No direct practice is taught in this verse; it supplies cosmological contemplation (dhyāna on cosmic order and light), which later supports disciplined meditation in the Kurma Purana’s broader yoga-śāstra and Pāśupata-oriented teachings.
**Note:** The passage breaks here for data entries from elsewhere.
use log::debug;

use crate::{MemoryError, Pid};

/// One line slot of a frame.
#[derive(Debug, Clone, Default, PartialEq, Eq)]
struct Slot {
    line: Option<String>,
    owner: Option<Pid>,
}

impl Slot {
    fn is_occupied(&self) -> bool {
        self.line.is_some()
    }

    fn line(&self) -> Option<&str> {
        self.line.as_deref()
    }

    fn clear(&mut self) {
        self.line = None;
        self.owner = None;
    }
}

#[derive(Debug, Clone)]
pub struct Frame<const FRAME_SIZE: usize> {
    slots: [Slot; FRAME_SIZE],
    last_access_time: u64,
}

impl<const FRAME_SIZE: usize> Frame<FRAME_SIZE> {
    fn empty() -> Self {
        Self {
            slots: std::array::from_fn(|_| Slot::default()),
            last_access_time: 0,
        }
    }

    pub fn is_free(&self) -> bool {
        self.slots.iter().all(|slot| !slot.is_occupied())
    }

    pub fn occupied(&self) -> usize {
        self.slots.iter().filter(|slot| slot.is_occupied()).count()
    }

    /// The process whose page this frame currently holds.
    pub fn owner(&self) -> Option<Pid> {
        self.slots.iter().find_map(|slot| slot.owner)
    }

    pub fn last_access_time(&self) -> u64 {
        self.last_access_time
    }

    fn clear(&mut self) {
        for slot in self.slots.iter_mut() {
            slot.clear();
        }
        self.last_access_time = 0;
    }
}

/// What was thrown out of a frame to make room for another page.
#[derive(Debug, Clone, PartialEq, Eq)]
pub struct Eviction {
    pub frame: usize,
    pub owner: Option<Pid>,
    pub lines: Vec<String>,
}

/// Fixed array of `CAPACITY / FRAME_SIZE` frames holding program lines.
///
/// Every read, load or touch of a frame stamps it with the store's logical
/// clock, which only ever moves forward. A frame is either entirely free or
/// holds one page of one process.
#[derive(Debug, Clone)]
pub struct FrameStore<const FRAME_SIZE: usize, const CAPACITY: usize> {
    frames: Vec<Frame<FRAME_SIZE>>,
    clock: u64,
}

impl<const FRAME_SIZE: usize, const CAPACITY: usize> FrameStore<FRAME_SIZE, CAPACITY> {
    pub const NUM_FRAMES: usize = CAPACITY / FRAME_SIZE;

    pub fn init() -> Self {
        let mut frames = Vec::with_capacity(Self::NUM_FRAMES);
        for _ in 0..Self::NUM_FRAMES {
            frames.push(Frame::empty());
        }
        Self { frames, clock: 0 }
    }

    pub fn num_frames(&self) -> usize {
        self.frames.len()
    }

    /// Current value of the logical clock.
    pub fn now(&self) -> u64 {
        self.clock
    }

    fn tick(&mut self) -> u64 {
        self.clock += 1;
        self.clock
    }

    pub fn frames(&self) -> &[Frame<FRAME_SIZE>] {
        &self.frames
    }

    pub fn frame(&self, frame: usize) -> Option<&Frame<FRAME_SIZE>> {
        self.frames.get(frame)
    }

    fn frame_mut(&mut self, frame: usize) -> Result<&mut Frame<FRAME_SIZE>, MemoryError> {
        self.frames
            .get_mut(frame)
            .ok_or(MemoryError::NoSuchFrame { frame })
    }

    pub fn check_address(&self, index: usize) -> Result<(), MemoryError> {
        if index >= self.frames.len() * FRAME_SIZE {
            return Err(MemoryError::OverCapacity { index });
        }
        Ok(())
    }

    /// Lowest-indexed frame with no occupied slot.
    pub fn find_free_frame(&self) -> Option<usize> {
        self.frames.iter().position(|frame| frame.is_free())
    }

    /// Like `find_free_frame`, but also resets the frame and stamps it.
    pub fn allocate_frame(&mut self) -> Option<usize> {
        let frame = self.find_free_frame()?;
        let now = self.tick();
        let entry = &mut self.frames[frame];
        entry.clear();
        entry.last_access_time = now;
        debug!("Allocated frame {} at t={}", frame, now);
        Some(frame)
    }

    /// Least recently used frame among those holding anything. Ties go to the
    /// lowest index.
    pub fn pick_victim(&self) -> Option<usize> {
        let mut victim = None;
        let mut oldest = u64::MAX;
        for (frame, entry) in self.frames.iter().enumerate() {
            if entry.is_free() {
                continue;
            }
            if entry.last_access_time < oldest {
                oldest = entry.last_access_time;
                victim = Some(frame);
            }
        }
        victim
    }

    /// Frees every slot of `frame` and hands back what it held.
    pub fn evict(&mut self, frame: usize) -> Result<Eviction, MemoryError> {
        let entry = self.frame_mut(frame)?;
        let owner = entry.owner();
        let lines = entry.slots.iter_mut().filter_map(|slot| slot.line.take()).collect();
        entry.clear();
        debug!("Evicted frame {} (owner {:?})", frame, owner);
        Ok(Eviction {
            frame,
            owner,
            lines,
        })
    }

    /// Fills `frame` with up to `FRAME_SIZE` lines owned by `owner`. Slots
    /// past the end of `lines` stay unoccupied.
    pub fn load(&mut self, frame: usize, owner: Pid, lines: Vec<String>) -> Result<(), MemoryError> {
        let now = self.tick();
        let entry = self.frame_mut(frame)?;
        entry.clear();
        for (slot, line) in entry.slots.iter_mut().zip(lines) {
            slot.line = Some(line);
            slot.owner = Some(owner);
        }
        entry.last_access_time = now;
        Ok(())
    }

    /// Stamps `frame` as used now.
    pub fn touch(&mut self, frame: usize) -> Result<(), MemoryError> {
        let now = self.tick();
        self.frame_mut(frame)?.last_access_time = now;
        Ok(())
    }

    /// Reads the line at absolute slot `index`, stamping its frame.
    pub fn read_line(&mut self, index: usize) -> Result<&str, MemoryError> {
        self.check_address(index)?;
        let now = self.tick();
        let entry = &mut self.frames[index / FRAME_SIZE];
        entry.last_access_time = now;
        entry.slots[index % FRAME_SIZE]
            .line()
            .ok_or(MemoryError::Unallocated { index })
    }

    /// Frees the slots of `frame` that belong to `owner`; returns how many.
    pub fn release(&mut self, frame: usize, owner: Pid) -> Result<usize, MemoryError> {
        let entry = self.frame_mut(frame)?;
        let mut released = 0;
        for slot in entry.slots.iter_mut() {
            if slot.is_occupied() && slot.owner == Some(owner) {
                slot.clear();
                released += 1;
            }
        }
        if entry.is_free() {
            entry.last_access_time = 0;
        }
        Ok(released)
    }

    /// Occupied slots across the whole store.
    pub fn occupied_slots(&self) -> usize {
        self.frames.iter().map(|frame| frame.occupied()).sum()
    }
}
It does not mention Śiva or Viṣṇu explicitly; however, in the Kurma Purana’s synthetic theology, such cosmological functions are ultimately grounded in the one Īśvara—understood through both Śaiva and Vaiṣṇava frames—whose powers appear as orderly creation.